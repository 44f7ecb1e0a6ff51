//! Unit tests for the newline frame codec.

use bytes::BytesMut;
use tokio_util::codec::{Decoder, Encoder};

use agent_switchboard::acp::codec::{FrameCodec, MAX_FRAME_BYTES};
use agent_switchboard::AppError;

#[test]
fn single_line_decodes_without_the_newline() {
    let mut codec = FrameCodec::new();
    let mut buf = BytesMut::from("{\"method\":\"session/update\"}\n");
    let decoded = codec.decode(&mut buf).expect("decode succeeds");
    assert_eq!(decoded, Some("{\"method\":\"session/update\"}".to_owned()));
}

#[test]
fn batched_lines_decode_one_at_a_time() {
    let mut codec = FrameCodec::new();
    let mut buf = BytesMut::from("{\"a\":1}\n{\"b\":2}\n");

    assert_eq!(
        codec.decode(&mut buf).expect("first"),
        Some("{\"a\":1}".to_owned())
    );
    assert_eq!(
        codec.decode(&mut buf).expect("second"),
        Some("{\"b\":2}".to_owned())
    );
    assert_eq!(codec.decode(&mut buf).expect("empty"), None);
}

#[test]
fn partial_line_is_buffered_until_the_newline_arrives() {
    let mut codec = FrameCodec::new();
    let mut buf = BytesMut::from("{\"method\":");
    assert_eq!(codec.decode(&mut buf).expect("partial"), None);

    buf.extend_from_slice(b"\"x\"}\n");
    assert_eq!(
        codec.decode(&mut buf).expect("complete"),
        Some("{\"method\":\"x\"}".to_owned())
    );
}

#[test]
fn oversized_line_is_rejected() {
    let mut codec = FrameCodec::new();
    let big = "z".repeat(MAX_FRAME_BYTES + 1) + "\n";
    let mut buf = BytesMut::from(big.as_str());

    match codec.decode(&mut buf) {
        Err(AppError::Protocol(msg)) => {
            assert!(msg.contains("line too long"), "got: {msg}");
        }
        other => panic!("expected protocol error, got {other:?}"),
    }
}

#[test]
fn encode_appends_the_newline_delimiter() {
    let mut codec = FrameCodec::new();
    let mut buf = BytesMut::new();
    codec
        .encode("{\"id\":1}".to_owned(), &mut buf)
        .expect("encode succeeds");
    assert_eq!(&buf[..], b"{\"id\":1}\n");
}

---

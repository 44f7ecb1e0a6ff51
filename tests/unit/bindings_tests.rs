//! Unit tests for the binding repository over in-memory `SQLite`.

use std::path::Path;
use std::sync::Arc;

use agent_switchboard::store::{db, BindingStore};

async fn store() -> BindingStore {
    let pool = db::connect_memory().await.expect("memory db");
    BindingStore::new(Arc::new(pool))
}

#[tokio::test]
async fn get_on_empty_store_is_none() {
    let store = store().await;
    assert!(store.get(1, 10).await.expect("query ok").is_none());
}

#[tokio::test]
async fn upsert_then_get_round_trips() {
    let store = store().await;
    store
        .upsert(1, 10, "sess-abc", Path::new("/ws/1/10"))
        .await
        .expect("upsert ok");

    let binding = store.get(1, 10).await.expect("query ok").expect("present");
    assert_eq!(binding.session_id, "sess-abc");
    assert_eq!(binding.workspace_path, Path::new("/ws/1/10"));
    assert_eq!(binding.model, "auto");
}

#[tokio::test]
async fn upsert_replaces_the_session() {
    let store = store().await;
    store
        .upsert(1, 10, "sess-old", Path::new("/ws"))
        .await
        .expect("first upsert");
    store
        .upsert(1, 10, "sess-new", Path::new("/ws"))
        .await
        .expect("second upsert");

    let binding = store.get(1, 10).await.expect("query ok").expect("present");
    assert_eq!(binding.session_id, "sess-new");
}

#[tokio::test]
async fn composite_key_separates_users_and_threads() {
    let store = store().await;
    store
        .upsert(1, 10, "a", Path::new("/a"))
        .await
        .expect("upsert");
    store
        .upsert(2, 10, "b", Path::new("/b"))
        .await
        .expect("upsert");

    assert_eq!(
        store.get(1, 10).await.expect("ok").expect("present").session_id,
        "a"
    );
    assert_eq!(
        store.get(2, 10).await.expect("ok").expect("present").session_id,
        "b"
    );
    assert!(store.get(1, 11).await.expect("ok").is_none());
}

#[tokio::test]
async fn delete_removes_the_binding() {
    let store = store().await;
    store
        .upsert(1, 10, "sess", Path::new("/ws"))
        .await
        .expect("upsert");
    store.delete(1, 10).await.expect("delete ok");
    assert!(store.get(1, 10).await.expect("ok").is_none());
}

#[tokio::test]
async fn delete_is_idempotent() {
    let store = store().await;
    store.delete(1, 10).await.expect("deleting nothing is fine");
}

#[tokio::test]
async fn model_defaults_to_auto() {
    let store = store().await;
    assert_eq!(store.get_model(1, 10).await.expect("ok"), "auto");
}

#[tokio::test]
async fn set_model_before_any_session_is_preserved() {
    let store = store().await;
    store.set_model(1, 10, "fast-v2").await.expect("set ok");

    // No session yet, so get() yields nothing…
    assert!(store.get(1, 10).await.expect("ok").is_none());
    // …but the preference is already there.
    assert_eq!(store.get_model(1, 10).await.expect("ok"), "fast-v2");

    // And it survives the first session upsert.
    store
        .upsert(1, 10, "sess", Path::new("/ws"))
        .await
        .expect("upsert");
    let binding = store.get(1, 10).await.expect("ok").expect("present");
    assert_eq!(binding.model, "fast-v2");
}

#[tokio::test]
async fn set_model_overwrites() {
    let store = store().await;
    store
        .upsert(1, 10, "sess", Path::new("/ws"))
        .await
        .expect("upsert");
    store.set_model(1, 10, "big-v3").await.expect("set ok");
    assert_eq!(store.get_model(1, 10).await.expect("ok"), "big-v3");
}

---

INSTRUCTIONS FOR THE TASK:
Determine how many lines in the listing above hold "update". Give the number without any other words.

SOLUTION TO THIS TASK:
2